Dirs/prods: Kristina Grozeva, Petar Valchanov. Bulgaria/Greece, 2016. 101 mins


An honest, decent man doesn’t stand a chance in a society steeped in corruption and devoid of conscience. That’s the stark message from Glory (Slava), another stiletto-sharp report on the state of modern Bulgaria from the directors of the equally tense and insightful The Lesson.

Glory has a premise that Frank Capra or Preston Sturges might have loved

The new film once again takes a simple incident and allows the escalating consequences to unfold, stoking a growing sense of unease and outrage in the viewer. Kristina Grozeva and Petar Valchanov have a rare ability to make gripping, politically charged drama that is entirely accessible.
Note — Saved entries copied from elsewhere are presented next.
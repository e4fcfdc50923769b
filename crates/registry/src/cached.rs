//! Cache-backed ticket registry.
//!
//! [`CacheTicketRegistry`] stores tickets in a [`moka::future::Cache`] whose
//! per-entry lifetime is the ticket's remaining lifetime at the moment it is
//! written. The cache evicts expired tickets on its own, so no registry
//! cleaner is required; expire-on-read still applies for tickets whose
//! policy expires them before the cache does (use-count exhaustion, an
//! expired parent).
//!
//! # Capacity
//!
//! The cache is bounded. When full, the least recently used tickets are
//! evicted, which logs users out early. Size `max_entries` for the peak
//! number of live tickets.
//!
//! # Usage
//!
//! ```no_run
//! # use cas_ticket_registry::{CacheRegistryConfig, CacheTicketRegistry};
//! # fn example() -> Result<(), Box<dyn std::error::Error>> {
//! let config = CacheRegistryConfig::builder().max_entries(50_000).build()?;
//! let registry = CacheTicketRegistry::new(&config);
//! # Ok(())
//! # }
//! ```

use std::{
    fmt,
    sync::Arc,
    time::{Duration, Instant},
};

use async_trait::async_trait;
use cas_ticket::{Clock, ConfigError, Redacted, SharedClock, SystemClock, Ticket};
use moka::{future::Cache, policy::EvictionPolicy};
use serde::{Deserialize, Serialize};
use tracing::trace;

use crate::{error::RegistryResult, registry::TicketRegistry};

// ───────────────────────────────────────────────────────────────────────────
// CacheRegistryConfig
// ───────────────────────────────────────────────────────────────────────────

/// Default maximum number of cached tickets.
const DEFAULT_MAX_ENTRIES: u64 = 100_000;

/// Configuration for [`CacheTicketRegistry`].
///
/// # Validation
///
/// - `max_entries` must be >= 1
#[derive(Debug, Clone, PartialEq, Eq, Serialize, Deserialize)]
#[serde(deny_unknown_fields)]
pub struct CacheRegistryConfig {
    #[serde(default = "default_max_entries")]
    max_entries: u64,
}

fn default_max_entries() -> u64 {
    DEFAULT_MAX_ENTRIES
}

impl Default for CacheRegistryConfig {
    fn default() -> Self {
        Self { max_entries: DEFAULT_MAX_ENTRIES }
    }
}

impl CacheRegistryConfig {
    /// Starts building a validated configuration.
    #[must_use]
    pub fn builder() -> CacheRegistryConfigBuilder {
        CacheRegistryConfigBuilder { max_entries: DEFAULT_MAX_ENTRIES }
    }

    /// Returns the maximum number of cached tickets.
    #[must_use]
    pub fn max_entries(&self) -> u64 {
        self.max_entries
    }

    /// Validates a deserialized configuration.
    ///
    /// # Errors
    ///
    /// Returns [`ConfigError::BelowMinimum`] if `max_entries` is 0.
    pub fn validate(&self) -> Result<(), ConfigError> {
        if self.max_entries == 0 {
            return Err(ConfigError::BelowMinimum {
                field: "max_entries",
                value: self.max_entries.to_string(),
                min: "1".to_owned(),
            });
        }
        Ok(())
    }
}

/// Builder for [`CacheRegistryConfig`].
#[derive(Debug)]
pub struct CacheRegistryConfigBuilder {
    max_entries: u64,
}

impl CacheRegistryConfigBuilder {
    /// Sets the maximum number of cached tickets.
    #[must_use]
    pub fn max_entries(mut self, max_entries: u64) -> Self {
        self.max_entries = max_entries;
        self
    }

    /// Builds the configuration, validating all fields.
    ///
    /// # Errors
    ///
    /// Returns [`ConfigError::BelowMinimum`] if `max_entries` is 0.
    pub fn build(self) -> Result<CacheRegistryConfig, ConfigError> {
        let config = CacheRegistryConfig { max_entries: self.max_entries };
        config.validate()?;
        Ok(config)
    }
}

// ───────────────────────────────────────────────────────────────────────────
// CacheTicketRegistry
// ───────────────────────────────────────────────────────────────────────────

#[derive(Clone)]
struct CachedTicket {
    ticket: Arc<Ticket>,
    lifetime: Option<Duration>,
}

/// Per-entry expiry: the ticket's remaining lifetime, recomputed on every
/// write so that idle timeouts slide with each use.
struct TicketExpiry;

impl moka::Expiry<String, CachedTicket> for TicketExpiry {
    fn expire_after_create(
        &self,
        _key: &String,
        value: &CachedTicket,
        _created_at: Instant,
    ) -> Option<Duration> {
        value.lifetime
    }

    fn expire_after_update(
        &self,
        _key: &String,
        value: &CachedTicket,
        _updated_at: Instant,
        _duration_until_expiry: Option<Duration>,
    ) -> Option<Duration> {
        value.lifetime
    }
}

/// Ticket registry backed by a bounded, self-expiring cache.
///
/// # Cloning
///
/// Clones share the same cache.
#[derive(Clone)]
pub struct CacheTicketRegistry {
    cache: Cache<String, CachedTicket>,
    clock: SharedClock,
}

impl CacheTicketRegistry {
    /// Creates a registry reading the system clock.
    #[must_use]
    pub fn new(config: &CacheRegistryConfig) -> Self {
        Self::with_clock(config, SystemClock::shared())
    }

    /// Creates a registry reading `clock`.
    #[must_use]
    pub fn with_clock(config: &CacheRegistryConfig, clock: SharedClock) -> Self {
        let cache = Cache::builder()
            .max_capacity(config.max_entries)
            .eviction_policy(EvictionPolicy::lru())
            .expire_after(TicketExpiry)
            .build();
        Self { cache, clock }
    }

    /// Applies pending evictions. Exposed for tests.
    pub async fn run_pending_tasks(&self) {
        self.cache.run_pending_tasks().await;
    }
}

impl fmt::Debug for CacheTicketRegistry {
    fn fmt(&self, f: &mut fmt::Formatter<'_>) -> fmt::Result {
        f.debug_struct("CacheTicketRegistry")
            .field("entries", &self.cache.entry_count())
            .finish_non_exhaustive()
    }
}

#[async_trait]
impl TicketRegistry for CacheTicketRegistry {
    fn name(&self) -> &'static str {
        "cache"
    }

    fn clock(&self) -> &dyn Clock {
        self.clock.as_ref()
    }

    #[tracing::instrument(skip_all, fields(ticket_id = %Redacted(ticket.id())))]
    async fn add_ticket(&self, ticket: Ticket) -> RegistryResult<()> {
        let state = ticket.state();
        let lifetime = state.expiration_policy().remaining_lifetime(state, self.clock.now());
        trace!(?lifetime, "caching ticket");
        self.cache
            .insert(ticket.id().to_owned(), CachedTicket { ticket: Arc::new(ticket), lifetime })
            .await;
        Ok(())
    }

    #[tracing::instrument(skip_all, fields(ticket_id = %Redacted(id)))]
    async fn fetch_ticket(&self, id: &str) -> RegistryResult<Option<Ticket>> {
        Ok(self.cache.get(id).await.map(|cached| cached.ticket.as_ref().clone()))
    }

    #[tracing::instrument(skip_all, fields(ticket_id = %Redacted(id)))]
    async fn remove_ticket(&self, id: &str) -> RegistryResult<bool> {
        Ok(self.cache.remove(id).await.is_some())
    }

    #[tracing::instrument(skip(self))]
    async fn fetch_all(&self) -> RegistryResult<Vec<Ticket>> {
        Ok(self.cache.iter().map(|(_, cached)| cached.ticket.as_ref().clone()).collect())
    }
}
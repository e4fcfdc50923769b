//! Conformance test suite for [`TicketRegistry`] implementations.
//!
//! Every backend (in-memory, cache, replicated, Redis or third-party) runs
//! the same checks so that the orchestration layer can rely on identical
//! semantics whichever one is configured.
//!
//! # Usage
//!
//! Enable the `testutil` feature and call each function with a fresh
//! registry that reads the supplied [`ManualClock`]:
//!
//! ```no_run
//! use std::sync::Arc;
//! use cas_ticket::testutil::ManualClock;
//! use cas_ticket_registry::{MemoryTicketRegistry, conformance};
//!
//! #[tokio::test]
//! async fn get_missing_returns_none() {
//!     let clock = ManualClock::at_epoch();
//!     let registry = MemoryTicketRegistry::with_clock(Arc::new(clock.clone()));
//!     conformance::get_missing_returns_none(&registry, &clock).await;
//! }
//! ```
//!
//! # Test Categories
//!
//! | Category | Contract aspect |
//! |----------|-----------------|
//! | Storage | add / get / update / typed lookup |
//! | Expiry | expire-on-read, parent-chain expiry, reaping |
//! | Deletion | cascade counts, idempotence, PGT detach |
//! | Counting | session and service-ticket counts |
//! | Concurrent | at-most-once removal |

use std::{sync::Arc, time::Duration};

use cas_ticket::{TicketKind, TicketPolicies, testutil::ManualClock};

use crate::{
    registry::{TicketCount, TicketRegistry},
    testutil::{factory, seed_session, service},
};

// ============================================================================
// Storage
// ============================================================================

/// `get_ticket` on an unknown ID returns `Ok(None)`.
pub async fn get_missing_returns_none<R: TicketRegistry>(registry: &R, _clock: &ManualClock) {
    let result = registry.get_ticket("TGT-404").await;
    assert!(result.is_ok(), "get should not error on missing ticket: {result:?}");
    assert_eq!(result.expect("checked above"), None);
}

/// A stored ticket is returned with its state intact.
pub async fn add_then_get_returns_ticket<R: TicketRegistry>(registry: &R, clock: &ManualClock) {
    let factory = factory(TicketPolicies::default());
    let seeded = seed_session(registry, &factory, "alice", 1, 0, clock_now(clock))
        .await
        .expect("seed");

    let tgt = registry
        .get_ticket(&seeded.ticket_granting_ticket)
        .await
        .expect("get")
        .expect("ticket present");
    let session = tgt.as_ticket_granting().expect("TGT");
    assert_eq!(session.authentication().principal().id(), "alice");
    assert!(session.services().contains_key(&seeded.service_tickets[0]));
}

/// `get_ticket_as` treats a kind mismatch as not found, and a PGT answers
/// a request for a TGT.
pub async fn get_as_checks_capability<R: TicketRegistry>(registry: &R, clock: &ManualClock) {
    let factory = factory(TicketPolicies::default());
    let seeded = seed_session(registry, &factory, "alice", 1, 1, clock_now(clock))
        .await
        .expect("seed");

    let st = registry
        .get_ticket_as(&seeded.service_tickets[0], TicketKind::TicketGranting)
        .await
        .expect("get_as");
    assert!(st.is_none(), "an ST must not satisfy a TGT request");

    let pgt = registry
        .get_ticket_as(&seeded.proxy_granting_ticket, TicketKind::TicketGranting)
        .await
        .expect("get_as");
    assert!(pgt.is_some(), "a PGT satisfies a TGT request");

    let pt = registry
        .get_ticket_as(&seeded.proxy_tickets[0], TicketKind::Service)
        .await
        .expect("get_as");
    assert!(pt.is_some(), "a PT satisfies an ST request");
}

/// `update_ticket` makes in-process mutation visible to later reads.
pub async fn update_persists_mutation<R: TicketRegistry>(registry: &R, clock: &ManualClock) {
    let factory = factory(TicketPolicies::default());
    let now = clock_now(clock);
    let seeded = seed_session(registry, &factory, "alice", 1, 0, now).await.expect("seed");

    let mut tgt = registry
        .get_ticket(&seeded.ticket_granting_ticket)
        .await
        .expect("get")
        .expect("present");
    let session = tgt.as_ticket_granting_mut().expect("TGT");
    let st = factory.grant_service_ticket(session, service(7), false, now).expect("grant");
    registry.add_ticket(st.clone().into()).await.expect("add st");
    registry.update_ticket(tgt).await.expect("update");

    let reread = registry
        .get_ticket(&seeded.ticket_granting_ticket)
        .await
        .expect("get")
        .expect("present");
    assert_eq!(reread.state().count_of_uses(), 2);
    assert!(reread.as_ticket_granting().expect("TGT").services().contains_key(st.id()));
}

// ============================================================================
// Expiry
// ============================================================================

/// An expired ticket is never returned, and reading it reaps it.
pub async fn expired_ticket_is_reaped_on_read<R: TicketRegistry>(
    registry: &R,
    clock: &ManualClock,
) {
    let policies = TicketPolicies::builder()
        .ticket_granting(cas_ticket::ExpirationPolicy::HardTimeout {
            time_to_kill: Duration::from_secs(60),
        })
        .build();
    let factory = factory(policies);
    let seeded = seed_session(registry, &factory, "alice", 1, 0, clock_now(clock))
        .await
        .expect("seed");

    clock.advance(Duration::from_secs(61));
    assert!(registry.get_ticket(&seeded.ticket_granting_ticket).await.expect("get").is_none());
    assert!(
        registry.fetch_ticket(&seeded.ticket_granting_ticket).await.expect("fetch").is_none(),
        "expired ticket must be removed by the read that found it"
    );
}

/// A ticket whose granting ticket expired is treated as expired itself.
pub async fn child_of_expired_parent_is_expired<R: TicketRegistry>(
    registry: &R,
    clock: &ManualClock,
) {
    let policies = TicketPolicies::builder()
        .ticket_granting(cas_ticket::ExpirationPolicy::HardTimeout {
            time_to_kill: Duration::from_secs(60),
        })
        .proxy(cas_ticket::ExpirationPolicy::NeverExpires)
        .build();
    let factory = factory(policies);
    let seeded = seed_session(registry, &factory, "alice", 1, 1, clock_now(clock))
        .await
        .expect("seed");

    clock.advance(Duration::from_secs(61));
    let pt = registry
        .get_ticket(&seeded.proxy_tickets[0])
        .await
        .expect("get");
    assert!(pt.is_none(), "PT of an expired session must not be live");
}

/// `get_tickets` returns only live tickets and reaps the rest.
pub async fn get_tickets_excludes_expired<R: TicketRegistry>(registry: &R, clock: &ManualClock) {
    let policies = TicketPolicies::builder()
        .service(cas_ticket::ExpirationPolicy::single_use(Duration::from_secs(10)))
        .build();
    let factory = factory(policies);
    let seeded = seed_session(registry, &factory, "alice", 3, 0, clock_now(clock))
        .await
        .expect("seed");

    clock.advance(Duration::from_secs(11));
    let live = registry.get_tickets().await.expect("get_tickets");
    let ids: Vec<&str> = live.iter().map(|t| t.id()).collect();
    assert!(ids.contains(&seeded.ticket_granting_ticket.as_str()));
    for st in &seeded.service_tickets {
        assert!(!ids.contains(&st.as_str()), "expired {st} must not be listed");
        assert!(registry.fetch_ticket(st).await.expect("fetch").is_none(), "{st} reaped");
    }
}

// ============================================================================
// Deletion
// ============================================================================

/// Deleting an unknown ID is a no-op returning 0.
pub async fn delete_missing_returns_zero<R: TicketRegistry>(registry: &R, _clock: &ManualClock) {
    assert_eq!(registry.delete_ticket("TGT-404").await.expect("delete"), 0);
}

/// Deleting a TGT removes every descendant and counts them all.
pub async fn delete_session_cascades<R: TicketRegistry>(registry: &R, clock: &ManualClock) {
    let factory = factory(TicketPolicies::default());
    let seeded = seed_session(registry, &factory, "alice", 5, 5, clock_now(clock))
        .await
        .expect("seed");

    let count = registry.delete_ticket(&seeded.ticket_granting_ticket).await.expect("delete");
    assert_eq!(count, seeded.len() as u64);

    for id in seeded
        .service_tickets
        .iter()
        .chain(&seeded.proxy_tickets)
        .chain([&seeded.proxy_granting_ticket, &seeded.ticket_granting_ticket])
    {
        assert!(registry.fetch_ticket(id).await.expect("fetch").is_none(), "{id} should be gone");
    }
}

/// Children already removed count as 0; a repeated delete returns 0.
pub async fn delete_is_idempotent<R: TicketRegistry>(registry: &R, clock: &ManualClock) {
    let factory = factory(TicketPolicies::default());
    let seeded = seed_session(registry, &factory, "alice", 2, 0, clock_now(clock))
        .await
        .expect("seed");

    assert_eq!(registry.delete_ticket(&seeded.service_tickets[1]).await.expect("delete st"), 1);
    let count = registry.delete_ticket(&seeded.ticket_granting_ticket).await.expect("delete");
    assert_eq!(count, seeded.len() as u64 - 1);
    assert_eq!(registry.delete_ticket(&seeded.ticket_granting_ticket).await.expect("again"), 0);
}

/// Deleting a PGT removes its proxy tickets and detaches it from the TGT.
pub async fn delete_proxy_granting_ticket_detaches<R: TicketRegistry>(
    registry: &R,
    clock: &ManualClock,
) {
    let factory = factory(TicketPolicies::default());
    let seeded = seed_session(registry, &factory, "alice", 1, 3, clock_now(clock))
        .await
        .expect("seed");

    let count = registry.delete_ticket(&seeded.proxy_granting_ticket).await.expect("delete");
    assert_eq!(count, 4);

    let tgt = registry
        .get_ticket(&seeded.ticket_granting_ticket)
        .await
        .expect("get")
        .expect("TGT survives");
    let session = tgt.as_ticket_granting().expect("TGT");
    assert!(!session.proxy_granting_tickets().contains_key(&seeded.proxy_granting_ticket));
}

/// `delete_all` empties the registry.
pub async fn delete_all_removes_everything<R: TicketRegistry>(registry: &R, clock: &ManualClock) {
    let factory = factory(TicketPolicies::default());
    let first = seed_session(registry, &factory, "alice", 2, 1, clock_now(clock)).await.expect("seed");
    let second = seed_session(registry, &factory, "bob", 1, 0, clock_now(clock)).await.expect("seed");

    let removed = registry.delete_all().await.expect("delete_all");
    assert_eq!(removed, (first.len() + second.len()) as u64);
    assert!(registry.fetch_all().await.expect("fetch_all").is_empty());
}

// ============================================================================
// Counting
// ============================================================================

/// Counts are exact for counting backends and `Unknown` otherwise.
pub async fn counts_reflect_live_tickets<R: TicketRegistry>(registry: &R, clock: &ManualClock) {
    let factory = factory(TicketPolicies::default());
    seed_session(registry, &factory, "alice", 2, 1, clock_now(clock)).await.expect("seed");
    seed_session(registry, &factory, "bob", 1, 0, clock_now(clock)).await.expect("seed");

    let sessions = registry.session_count().await.expect("session_count");
    let service_tickets = registry.service_ticket_count().await.expect("service_ticket_count");
    if registry.supports_counting() {
        assert_eq!(sessions, TicketCount::Known(2));
        assert_eq!(service_tickets, TicketCount::Known(4));
    } else {
        assert_eq!(sessions, TicketCount::Unknown);
        assert_eq!(service_tickets, TicketCount::Unknown);
    }
}

// ============================================================================
// Concurrent
// ============================================================================

/// Of many concurrent removals of one ID, exactly one observes `true`.
pub async fn concurrent_remove_has_one_winner<R: TicketRegistry + 'static>(
    registry: Arc<R>,
    clock: &ManualClock,
) {
    let factory = factory(TicketPolicies::default());
    let seeded = seed_session(registry.as_ref(), &factory, "alice", 1, 0, clock_now(clock))
        .await
        .expect("seed");
    let id = seeded.service_tickets[0].clone();

    let mut handles = Vec::new();
    for _ in 0..16 {
        let registry = Arc::clone(&registry);
        let id = id.clone();
        handles.push(tokio::spawn(async move { registry.remove_ticket(&id).await }));
    }

    let mut winners = 0;
    for handle in handles {
        if handle.await.expect("task join").expect("remove") {
            winners += 1;
        }
    }
    assert_eq!(winners, 1, "exactly one concurrent remover must win");
}

/// Runs the whole suite against `registry`, emptying it between checks.
pub async fn run_all<R: TicketRegistry + 'static>(registry: Arc<R>, clock: &ManualClock) {
    async fn reset<R: TicketRegistry>(registry: &R) {
        registry.delete_all().await.expect("reset");
    }

    get_missing_returns_none(registry.as_ref(), clock).await;
    add_then_get_returns_ticket(registry.as_ref(), clock).await;
    reset(registry.as_ref()).await;
    get_as_checks_capability(registry.as_ref(), clock).await;
    reset(registry.as_ref()).await;
    update_persists_mutation(registry.as_ref(), clock).await;
    reset(registry.as_ref()).await;
    expired_ticket_is_reaped_on_read(registry.as_ref(), clock).await;
    reset(registry.as_ref()).await;
    child_of_expired_parent_is_expired(registry.as_ref(), clock).await;
    reset(registry.as_ref()).await;
    get_tickets_excludes_expired(registry.as_ref(), clock).await;
    reset(registry.as_ref()).await;
    delete_missing_returns_zero(registry.as_ref(), clock).await;
    delete_session_cascades(registry.as_ref(), clock).await;
    reset(registry.as_ref()).await;
    delete_is_idempotent(registry.as_ref(), clock).await;
    reset(registry.as_ref()).await;
    delete_proxy_granting_ticket_detaches(registry.as_ref(), clock).await;
    reset(registry.as_ref()).await;
    delete_all_removes_everything(registry.as_ref(), clock).await;
    counts_reflect_live_tickets(registry.as_ref(), clock).await;
    reset(registry.as_ref()).await;
    concurrent_remove_has_one_winner(registry, clock).await;
}

fn clock_now(clock: &ManualClock) -> chrono::DateTime<chrono::Utc> {
    cas_ticket::Clock::now(clock)
}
Critical support should allow a healthy festival life for Glory and encourage distributors to build on the success of The Lesson.

Glory has a premise that Frank Capra or Preston Sturges might have loved. Humble railway linesman Tzanko Petrov (Stefan Denolyubov) is walking the tracks one morning when he discovers bundles of banknotes. He does the right thing and reports his find to the police. He is hailed as a hero (but mocked as a fool by his colleagues) and a service is arranged to express the gratitude of the Ministry Of Transport and present him with a watch. 

Tzanko is not the poster boy the Ministry might have chosen. Bedraggled, unkempt, he looks like an unmade bed and has an extravagant bird’s nest of a beard. He lives a quiet life, tending to his beloved rabbits and has a crippling stammer. He still represents a gift horse for harassed PR spin doctor Julia Staykova (Margita Gosheva) who is desperate for some good news to distract from allegations of corruption being levelled at the Ministry.

On the day of the presentation, Julia removes Tzanko’s engraved, family heirloom watch -the Slava brand of the film’s Bulgarian title - so he can received his prize. When the watch goes missing, it turns the heat up a little further in a plot that is designed to show a society that seems to be lacking in simple human decency and common courtesy.

If Tzanko and his watch embody the virtues of an earlier Bulgaria, then Julia is very much the ugly, implacable face of its present. Glory reunites Grozeva and Valchanov with their Lesson star Margita Gosheva, who doesn’t disappoint. Her Julia is a cold-hearted horror of a woman with an echo of Faye Dunaway’s ratings-focused Diana Christensen in Network. Nothing stands in the way of Julia’s own agenda. The way she handles a crisis, treats her husband and bosses her colleagues makes her the kind of rottweiler who would not seem out of place sharing an office with Malcolm Tucker in In The Thick Of It.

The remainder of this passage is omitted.